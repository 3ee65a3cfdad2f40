//! Error types for label file operations.

use thiserror::Error;

/// Errors that can occur while reading or writing label files.
#[derive(Error, Debug)]
pub enum FormatError {
    /// I/O error during file operations
    #[error("IO error: {0}")]
    Io(#[from] std::io::Error),

    /// JSON parsing or serialization error
    #[error("JSON error: {0}")]
    Json(#[from] serde_json::Error),

    /// A label line does not have the expected structure
    #[error("Line {line}: {message}")]
    Parse {
        /// 1-based line number
        line: usize,
        /// Description of the problem
        message: String,
    },

    /// A field could not be read as a finite number
    #[error("Line {line}: invalid number '{value}' for {field}")]
    InvalidNumber {
        /// 1-based line number
        line: usize,
        /// Name of the field
        field: &'static str,
        /// The offending token
        value: String,
    },

    /// Normalized coordinates need the pixel size of the image
    #[error("Image dimensions required but not available (got {width}x{height})")]
    MissingDimensions {
        /// Image width in pixels
        width: u32,
        /// Image height in pixels
        height: u32,
    },
}

impl FormatError {
    /// Create a parse error for a line.
    pub fn parse(line: usize, message: impl Into<String>) -> Self {
        Self::Parse {
            line,
            message: message.into(),
        }
    }

    /// Create an invalid number error for a field.
    pub fn invalid_number(line: usize, field: &'static str, value: impl Into<String>) -> Self {
        Self::InvalidNumber {
            line,
            field,
            value: value.into(),
        }
    }

    /// Line the error refers to, if any.
    pub fn line(&self) -> Option<usize> {
        match self {
            Self::Parse { line, .. } | Self::InvalidNumber { line, .. } => Some(*line),
            _ => None,
        }
    }
}
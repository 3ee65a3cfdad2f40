//! Global constants for the annotation engine

/// Zoom multiplier applied per wheel notch
pub const ZOOM_STEP: f64 = 1.15;

/// Lowest allowed zoom level
pub const MIN_ZOOM: f64 = 0.1;

/// Highest allowed zoom level
pub const MAX_ZOOM: f64 = 10.0;

/// Number of snapshots kept by the undo history
pub const DEFAULT_HISTORY_LIMIT: usize = 100;

/// Class id of a box that has no label assigned
pub const UNASSIGNED_CLASS_ID: i32 = -1;

/// Extension of the per-image label files
pub const LABEL_FILE_EXTENSION: &str = "txt";

/// Label catalogue file stored in every dataset folder
pub const LABEL_CATALOG_FILENAME: &str = "labels.json";

/// Box outline color used when a class has no catalogue color
pub const FALLBACK_BOX_COLOR: [u8; 3] = [255, 0, 0];

/// Allowed range for the channel sum of generated label colors.
pub const COLOR_CHANNEL_SUM_MIN: u32 = 300;
/// Upper end of the generated label color brightness range.
pub const COLOR_CHANNEL_SUM_MAX: u32 = 600;

/// Image file extensions picked up when scanning a dataset folder (lowercase).
pub const IMAGE_EXTENSIONS: &[&str] = &["png", "jpg", "jpeg", "bmp", "tiff", "tif", "webp"];
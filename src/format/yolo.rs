//! YOLO TXT label serialization.
//!
//! Each line is `class cx cy w h`: the class id followed by the box center
//! and size, normalized by the image width/height and written with six
//! decimals.

use crate::format::error::FormatError;
use crate::model::{BoundingBox, ClassId, Rect};

/// Converts boxes of one image to and from normalized label lines.
#[derive(Debug, Clone, Copy, PartialEq)]
pub struct LabelSerializer {
    width: f64,
    height: f64,
}

impl LabelSerializer {
    /// Create a serializer for an image of `width` x `height` pixels.
    ///
    /// Fails with [`FormatError::MissingDimensions`] if either is 0.
    pub fn new(width: u32, height: u32) -> Result<Self, FormatError> {
        if width == 0 || height == 0 {
            return Err(FormatError::MissingDimensions { width, height });
        }
        Ok(Self {
            width: f64::from(width),
            height: f64::from(height),
        })
    }

    /// Format one box as a label line (no trailing newline).
    ///
    /// Boxes with non-positive width or height yield `None` and are skipped.
    pub fn to_normalized(&self, bbox: &BoundingBox) -> Option<String> {
        let rect = &bbox.rect;
        if rect.is_degenerate() {
            return None;
        }

        let cx = (rect.x + rect.width / 2.0) / self.width;
        let cy = (rect.y + rect.height / 2.0) / self.height;
        let nw = rect.width / self.width;
        let nh = rect.height / self.height;

        Some(format!(
            "{} {:.6} {:.6} {:.6} {:.6}",
            bbox.class_id, cx, cy, nw, nh
        ))
    }

    /// Parse a single label line back into a pixel-space box.
    pub fn from_normalized(&self, line: &str) -> Result<BoundingBox, FormatError> {
        self.parse_line(1, line)
    }

    /// Parse the whole content of a label file.
    ///
    /// Blank lines are ignored. The first malformed line aborts the load;
    /// no partial result is returned.
    pub fn parse_label_file(&self, content: &str) -> Result<Vec<BoundingBox>, FormatError> {
        content
            .lines()
            .enumerate()
            .filter(|(_, line)| !line.trim().is_empty())
            .map(|(index, line)| self.parse_line(index + 1, line))
            .collect()
    }

    /// Format all eligible boxes, one `\n`-terminated line each.
    pub fn format_label_file(&self, boxes: &[BoundingBox]) -> String {
        boxes
            .iter()
            .filter_map(|bbox| self.to_normalized(bbox))
            .map(|line| line + "\n")
            .collect()
    }

    /// Number of boxes [`format_label_file`](Self::format_label_file) would write.
    pub fn eligible_count(boxes: &[BoundingBox]) -> usize {
        boxes.iter().filter(|b| !b.rect.is_degenerate()).count()
    }

    fn parse_line(&self, line_no: usize, line: &str) -> Result<BoundingBox, FormatError> {
        let parts: Vec<&str> = line.split_whitespace().collect();
        if parts.len() < 5 {
            return Err(FormatError::parse(
                line_no,
                format!("expected 5 fields, found {}", parts.len()),
            ));
        }

        let class_id: ClassId = parts[0]
            .parse()
            .map_err(|_| FormatError::invalid_number(line_no, "class id", parts[0]))?;
        let cx = parse_coord(line_no, "center x", parts[1])?;
        let cy = parse_coord(line_no, "center y", parts[2])?;
        let nw = parse_coord(line_no, "width", parts[3])?;
        let nh = parse_coord(line_no, "height", parts[4])?;

        if nw < 0.0 || nh < 0.0 {
            return Err(FormatError::parse(line_no, "negative box size"));
        }

        let rect = Rect::new(
            (cx - nw / 2.0) * self.width,
            (cy - nh / 2.0) * self.height,
            nw * self.width,
            nh * self.height,
        );
        Ok(BoundingBox::new(class_id, rect))
    }
}

fn parse_coord(line_no: usize, field: &'static str, token: &str) -> Result<f64, FormatError> {
    token
        .parse::<f64>()
        .ok()
        .filter(|v| v.is_finite())
        .ok_or_else(|| FormatError::invalid_number(line_no, field, token))
}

--- WORK TO COMPLETE ---
What do the lines above say from the one containing "normalized label lines." down to the one containing "let cy = (rect.y"? Return them exactly, both end lines included, and only them.

--- ANSWER TO THIS TASK ---
/// Converts boxes of one image to and from normalized label lines.
#[derive(Debug, Clone, Copy, PartialEq)]
pub struct LabelSerializer {
    width: f64,
    height: f64,
}

impl LabelSerializer {
    /// Create a serializer for an image of `width` x `height` pixels.
    ///
    /// Fails with [`FormatError::MissingDimensions`] if either is 0.
    pub fn new(width: u32, height: u32) -> Result<Self, FormatError> {
        if width == 0 || height == 0 {
            return Err(FormatError::MissingDimensions { width, height });
        }
        Ok(Self {
            width: f64::from(width),
            height: f64::from(height),
        })
    }

    /// Format one box as a label line (no trailing newline).
    ///
    /// Boxes with non-positive width or height yield `None` and are skipped.
    pub fn to_normalized(&self, bbox: &BoundingBox) -> Option<String> {
        let rect = &bbox.rect;
        if rect.is_degenerate() {
            return None;
        }

        let cx = (rect.x + rect.width / 2.0) / self.width;
        let cy = (rect.y + rect.height / 2.0) / self.height;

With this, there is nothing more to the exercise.